Insurance company possible actions:

5. In the event that there is overwhelming evidence that an insurance applicant deliberately questions falsely, the insurance company can cancel or rescind the insurance for fraud. This action is severely limited by the Affordable Care Act of 2010.

6. In the event that an inadvertent error was made in answering the questions, the insurer may not cancel or rescind coverage but may deny specific coverage or a claim based on the facts. For example, a claim in the first month of the policy may be denied on the basis that a pre-existing condition was not disclosed on the application and the policy has a 6 month waiting period for pre-existing conditions.

Pre-existing conditions:

7. Pre-existing medical conditions trigger two questions that must be addressed independently:

a. Does my pre-existing condition allow me to qualify for enrollment in a specific insurance?

b. If enrolled, how will my pre-existing condition be covered?

Each of these questions must be addressed separately and additional suggestions follow below.

8. The definition of pre-existing condition varies from state-to-state and may not apply to medical conditions that occurred in the distant past. It might not be as encompassing as you suspect. If in doubt, ask OnlineAdviser for the state-specific definition of pre-existing condition.

Insurance law:

9. The intention of federal and state health reform law is to make individuals eligible for insurance regardless of health history (not be declined for pre-existing conditions).
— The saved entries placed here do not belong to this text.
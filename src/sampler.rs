// Copyright 2018 Peter Williams <peter@newton.cx> and collaborators
// Licensed under the GPL version 3.

/*! Draw photon frequencies from the emissivity spectrum.

One photon frequency at a time, by rejection: draw a trial frequency
uniformly across the sampling domain and a trial height uniformly under an
envelope, and accept once the trial height falls at or below the emissivity
at the trial frequency.

The envelope is twice the emissivity at one tenth of the cyclotron frequency,
an empirical near-peak estimate rather than a proven bound. Rejection
sampling stays correct under a loose envelope, it just wastes draws, but if
the true spectrum ever pokes above the envelope the acceptance region is
clipped there and the draw is biased toward the envelope.

*/

use physics;
use rand::Rng;


/// The sampling domain, as multiples of the cyclotron frequency. About four
/// orders of magnitude separate the spectral peak from the lower limit, and
/// the exponential cutoff kills the spectrum well below the upper one.
pub const DOMAIN_LOW: f64 = 1e-4;

/// Upper end of the sampling domain, as a multiple of the cyclotron
/// frequency.
pub const DOMAIN_HIGH: f64 = 1e2;


/// Draw a comoving photon frequency, in Hz, from the emissivity spectrum of
/// a cell with the given cyclotron frequency, dimensionless temperature, and
/// electron density.
pub fn sample_frequency<R: Rng>(rng: &mut R, nu_c: f64, dimless_theta: f64,
                                el_dens: f64) -> f64 {
    let lo = nu_c * DOMAIN_LOW;
    let hi = nu_c * DOMAIN_HIGH;
    let envelope = 2. * physics::jnu(nu_c / 10., nu_c, dimless_theta, el_dens);

    loop {
        let trial_nu = rng.gen_range(lo..hi);
        let trial_height = rng.gen::<f64>() * envelope;

        if trial_height <= physics::jnu(trial_nu, nu_c, dimless_theta, el_dens) {
            return trial_nu;
        }
    }
}


#[cfg(test)]
mod tests {
    use physics;
    use rand::SeedableRng;
    use rand_chacha::ChaCha8Rng;
    use super::*;

    fn cell() -> (f64, f64, f64) {
        let temp = 1e9;
        let el_dens = 1e-6 / ::MASS_PROTON;
        let nu_c = physics::cyclotron_frequency(physics::magnetic_field(el_dens, temp, 0.5));
        (nu_c, physics::dimensionless_theta(temp), el_dens)
    }

    #[test]
    fn samples_stay_in_domain() {
        let (nu_c, theta, el_dens) = cell();
        let mut rng = ChaCha8Rng::seed_from_u64(42);

        for _ in 0..200 {
            let nu = sample_frequency(&mut rng, nu_c, theta, el_dens);
            assert!(nu >= nu_c * DOMAIN_LOW && nu < nu_c * DOMAIN_HIGH);
        }
    }

    #[test]
    fn sampling_is_reproducible() {
        let (nu_c, theta, el_dens) = cell();

        let mut rng_a = ChaCha8Rng::seed_from_u64(1234);
        let mut rng_b = ChaCha8Rng::seed_from_u64(1234);

        for _ in 0..20 {
            let a = sample_frequency(&mut rng_a, nu_c, theta, el_dens);
            let b = sample_frequency(&mut rng_b, nu_c, theta, el_dens);
            assert_eq!(a, b);
        }
    }

    #[test]
    fn samples_concentrate_near_the_peak() {
        // The spectrum peaks within a few nu_c; far more draws should land
        // below 10 nu_c than above it even though that is only a tenth of
        // the domain.
        let (nu_c, theta, el_dens) = cell();
        let mut rng = ChaCha8Rng::seed_from_u64(99);

        let mut below = 0;
        for _ in 0..300 {
            if sample_frequency(&mut rng, nu_c, theta, el_dens) < 10. * nu_c {
                below += 1;
            }
        }

        assert!(below > 250, "only {} of 300 samples below 10 nu_c", below);
    }
}
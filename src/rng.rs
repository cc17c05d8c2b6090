// Copyright 2018 Peter Williams <peter@newton.cx> and collaborators
// Licensed under the GPL version 3.

/*! Random-number streams for parallel sampling.

The emission operation draws Poisson counts for many cells in parallel, so
each worker needs its own stream. The pool here owns one seedable ChaCha
stream per worker, every stream seeded by drawing from the caller's primary
stream in index order. Streams are handed to work by a fixed partition of the
cell list — contiguous chunks, one per stream — never by looking up a runtime
thread id, so a run is reproducible for a fixed stream count regardless of
how the scheduler interleaves the workers.

The primary stream is only borrowed: it seeds the pool, remains untouched
otherwise, and stays with the caller after the pool is dropped at the end of
the operation.

*/

use rand::{RngCore, SeedableRng};
use rand_chacha::ChaCha8Rng;
use rayon;


/// A pool of independent, deterministically seeded random streams.
#[derive(Clone, Debug)]
pub struct RngPool {
    streams: Vec<ChaCha8Rng>,
}

impl RngPool {
    /// Create a pool of `n_streams` streams (at least one), seeded in index
    /// order from the primary stream.
    pub fn new<R: RngCore>(primary: &mut R, n_streams: usize) -> Self {
        let n = n_streams.max(1);

        RngPool {
            streams: (0..n).map(|_| ChaCha8Rng::seed_from_u64(primary.next_u64())).collect(),
        }
    }

    /// Create a pool with one stream per rayon worker thread.
    pub fn per_worker<R: RngCore>(primary: &mut R) -> Self {
        RngPool::new(primary, rayon::current_num_threads())
    }

    /// The number of streams in the pool.
    pub fn len(&self) -> usize {
        self.streams.len()
    }

    /// Whether the pool is empty; it never is.
    pub fn is_empty(&self) -> bool {
        self.streams.is_empty()
    }

    /// The chunk length that partitions `n_items` work items contiguously
    /// across the streams, one chunk per stream.
    pub fn chunk_len(&self, n_items: usize) -> usize {
        ((n_items + self.streams.len() - 1) / self.streams.len()).max(1)
    }

    /// Mutable access to the streams, for zipping against partitioned work.
    pub fn streams_mut(&mut self) -> &mut [ChaCha8Rng] {
        &mut self.streams
    }
}
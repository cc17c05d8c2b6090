// Copyright 2018 Peter Williams <peter@newton.cx> and collaborators
// Licensed under the GPL version 3.

/*! Modified Bessel functions of the second kind.

The Maxwell–Jüttner normalization needs `K_2(1/theta)`, and that is the only
special function this crate requires, so we evaluate it ourselves rather than
binding a numerics library. `K_0` and `K_1` use the polynomial fits of
Abramowitz & Stegun (9.8.5–9.8.8), good to about 2e-7 relative error, and
higher orders follow from the standard upward recurrence.

*/

/// The modified Bessel function of the second kind of order zero, `K_0(x)`.
///
/// The argument must be positive.
pub fn k0(x: f64) -> f64 {
    if x <= 2. {
        let t = x * x / 4.;
        let i0 = bessel_i0(x);

        -(x / 2.).ln() * i0 - 0.57721566
            + t * (0.42278420
            + t * (0.23069756
            + t * (0.03488590
            + t * (0.00262698
            + t * (0.00010750
            + t * 0.00000740)))))
    } else {
        let t = 2. / x;

        (-x).exp() / x.sqrt() * (1.25331414
            + t * (-0.07832358
            + t * (0.02189568
            + t * (-0.01062446
            + t * (0.00587872
            + t * (-0.00251540
            + t * 0.00053208))))))
    }
}

/// The modified Bessel function of the second kind of order one, `K_1(x)`.
///
/// The argument must be positive.
pub fn k1(x: f64) -> f64 {
    if x <= 2. {
        let t = x * x / 4.;
        let i1 = bessel_i1(x);

        (x / 2.).ln() * i1 + (1. / x) * (1.
            + t * (0.15443144
            + t * (-0.67278579
            + t * (-0.18156897
            + t * (-0.01919402
            + t * (-0.00110404
            + t * -0.00004686))))))
    } else {
        let t = 2. / x;

        (-x).exp() / x.sqrt() * (1.25331414
            + t * (0.23498619
            + t * (-0.03655620
            + t * (0.01504268
            + t * (-0.00780353
            + t * (0.00325614
            + t * -0.00068245))))))
    }
}

/// The modified Bessel function of the second kind of integer order,
/// `K_n(x)`, computed by upward recurrence from `K_0` and `K_1`.
///
/// The argument must be positive.
pub fn kn(n: u32, x: f64) -> f64 {
    match n {
        0 => k0(x),
        1 => k1(x),
        _ => {
            let two_over_x = 2. / x;
            let mut km = k0(x);
            let mut k = k1(x);

            for j in 1..n {
                let kp = km + j as f64 * two_over_x * k;
                km = k;
                k = kp;
            }

            k
        },
    }
}

fn bessel_i0(x: f64) -> f64 {
    // Valid for |x| < 3.75, which covers every call from k0().
    let t = (x / 3.75) * (x / 3.75);

    1. + t * (3.5156229
        + t * (3.0899424
        + t * (1.2067492
        + t * (0.2659732
        + t * (0.0360768
        + t * 0.0045813)))))
}

fn bessel_i1(x: f64) -> f64 {
    // Valid for |x| < 3.75, which covers every call from k1().
    let t = (x / 3.75) * (x / 3.75);

    x * (0.5
        + t * (0.87890594
        + t * (0.51498869
        + t * (0.15084934
        + t * (0.02658733
        + t * (0.00301532
        + t * 0.00032411))))))
}
// Copyright 2018 Peter Williams <peter@newton.cx> and collaborators
// Licensed under the GPL version 3.

/*! Decide how many photons each eligible cell should emit.

For every cell inside the active shell we integrate the photon-number
spectrum over the sampling domain, scale by the cell's annular volume and
the frame cadence, and treat the result divided by the per-photon weight as
the mean of a Poisson draw. The realized total is then balanced against the
population cap: too many photons and the weight is inflated tenfold (each
macro-photon stands for more physical photons, so fewer are needed); too few
and it is halved. Draws repeat until the total falls inside the configured
bounds, which keeps memory and runtime bounded no matter how bright the
shell is.

Quadrature non-convergence is reported through the logger but never fatal:
the estimate in hand is used as-is, trading accuracy for liveness.

*/

use rand::Rng;
use rand_distr::{Distribution, Poisson};
use rayon::prelude::*;
use slog::Logger;

use grid::{GridSnapshot, ShellBounds};
use physics;
use quad::IntegrationWorkspace;
use rng::RngPool;
use sampler::{DOMAIN_HIGH, DOMAIN_LOW};
use {MASS_PROTON, TWO_PI};


/// How many subdivisions the per-cell quadrature may use.
const QUAD_WORKSPACE: usize = 10000;

/// Relative tolerance of the per-cell quadrature.
const QUAD_EPSREL: f64 = 1e-2;


/// The outcome of the count estimation for one shell.
#[derive(Clone, Debug)]
pub struct CountEstimate {
    /// Indices of the grid cells inside the shell, in ascending order.
    pub eligible: Vec<usize>,

    /// The realized photon count for each eligible cell, aligned with
    /// `eligible`.
    pub counts: Vec<u64>,

    /// The converged per-photon statistical weight.
    pub weight: f64,

    /// The total number of photons to emit, `counts.iter().sum()`.
    pub total: u64,
}


/// Estimate the realized photon counts for every cell of `grid` inside
/// `shell`.
///
/// `nominal_weight` seeds the rebalancing loop; `max_photons` is the cap on
/// the whole photon population, of which one tenth is the most a single
/// shell may realize.
pub fn estimate_counts(grid: &GridSnapshot, shell: &ShellBounds, epsilon_b: f64, fps: f64,
                       nominal_weight: f64, max_photons: usize, streams: &mut RngPool,
                       log: &Logger) -> CountEstimate {
    let eligible: Vec<usize> = (0..grid.len())
        .into_par_iter()
        .filter(|&i| shell.contains(grid.r[i], grid.theta[i]))
        .collect();

    if eligible.is_empty() {
        return CountEstimate {
            eligible: eligible,
            counts: Vec::new(),
            weight: nominal_weight,
            total: 0,
        };
    }

    // The weight-independent part of each cell's expectation: photons per
    // second of comoving emission, times the annular cell volume, per frame.
    // The rebalancing loop rescales this by the running weight instead of
    // re-integrating.

    let rates: Vec<f64> = eligible.par_iter()
        .map(|&i| cell_photon_rate(grid, i, epsilon_b, fps, log))
        .collect();

    let shell_cap = 0.1 * max_photons as f64;
    let shell_floor = 0_f64;
    let mut weight = nominal_weight;

    loop {
        let counts = draw_counts(&rates, weight, streams);
        let total = counts.iter().fold(0_u64, |acc, &c| acc.saturating_add(c));

        debug!(log, "estimated shell photon count";
               "total" => total, "weight" => weight, "cells" => eligible.len());

        if total as f64 > shell_cap {
            weight *= 10.;
        } else if (total as f64) < shell_floor {
            weight *= 0.5;
        } else {
            return CountEstimate {
                eligible: eligible,
                counts: counts,
                weight: weight,
                total: total,
            };
        }
    }
}


/// Integrate the photon-number spectrum of one cell and scale it to a
/// photons-per-frame rate (before the statistical weight is applied).
fn cell_photon_rate(grid: &GridSnapshot, i: usize, epsilon_b: f64, fps: f64,
                    log: &Logger) -> f64 {
    let el_dens = grid.dens[i] / MASS_PROTON;
    let temp = grid.temp[i];
    let nu_c = physics::cyclotron_frequency(physics::magnetic_field(el_dens, temp, epsilon_b));
    let dimless_theta = physics::dimensionless_theta(temp);

    let mut ws = IntegrationWorkspace::new(QUAD_WORKSPACE);
    let result = ws.qag(|nu| physics::jnu_photon_spectrum(nu, nu_c, dimless_theta, el_dens),
                        nu_c * DOMAIN_LOW, nu_c * DOMAIN_HIGH)
        .tolerance(0., QUAD_EPSREL)
        .compute();

    let integral = match result {
        Ok(r) => {
            if r.abserr > QUAD_EPSREL * r.value.abs() && r.value != 0. {
                debug!(log, "cell spectrum integration did not reach tolerance";
                       "cell" => i, "value" => r.value, "abserr" => r.abserr);
            }
            r.value.max(0.)
        },
        Err(e) => {
            debug!(log, "cell spectrum integration failed"; "cell" => i, "err" => %e);
            0.
        },
    };

    integral * TWO_PI * grid.x[i] * grid.sz[i] * grid.sz[i] / fps
}


/// One Poisson pass over every eligible cell: the cell list is split into
/// contiguous chunks, one per stream, so the draw a given cell receives
/// depends only on the stream count, never on scheduling order.
fn draw_counts(rates: &[f64], weight: f64, streams: &mut RngPool) -> Vec<u64> {
    let chunk = streams.chunk_len(rates.len());

    let per_chunk: Vec<Vec<u64>> = rates.par_chunks(chunk)
        .zip(streams.streams_mut().par_iter_mut())
        .map(|(rs, rng)| rs.iter().map(|&rate| poisson_draw(rng, rate / weight)).collect())
        .collect();

    per_chunk.into_iter().flat_map(|v| v.into_iter()).collect()
}


fn poisson_draw<R: Rng>(rng: &mut R, mean: f64) -> u64 {
    if !(mean > 0.) || !mean.is_finite() {
        return 0;
    }

    match Poisson::new(mean) {
        Ok(dist) => dist.sample(rng) as u64,
        Err(_) => 0,
    }
}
The trade-off is that guaranteed issue coverage might only be offered at certain open enrollment periods each year and not on a permanent ongoing basis.

10. Health reform laws do not completely eliminate restrictions on coverage, waiting periods or exclusions for pre-existing conditions when there has been a significant gap in coverage.

11. Short term major medical insurance does not cover the cost of treating pre-existing medical conditions and is exempt from the reform laws that would suggest otherwise.

12. Everyone, regardless of medical history, is eligible for at least one health insurance plan. Federal health reform law set up new health plans for those with pre-existing conditions who were not able to find coverage for an extended period of time.

13. Employer-sponsored health plans accept all eligible employees regardless of medical history during periods of open enrollment. Waiting periods of up to 90 days for eligibility still apply to most employer-provided health plans. Employers are permitted to charge employees different rates for insurance based on their participation and results of health improvement plans but not based solely on their answers to medical questions.

14. Some individual insurance plans will continue to be available only to preferred risk applicants who answer a number of medical questions even after full implementation of federal health reform laws.

Summary:

15. Don’t fight with the insurance application. Avoid “over-thinking” the issue. Don't provide more information than is requested. Answer simply with the response that strikes you as most appropriate when applying common sense.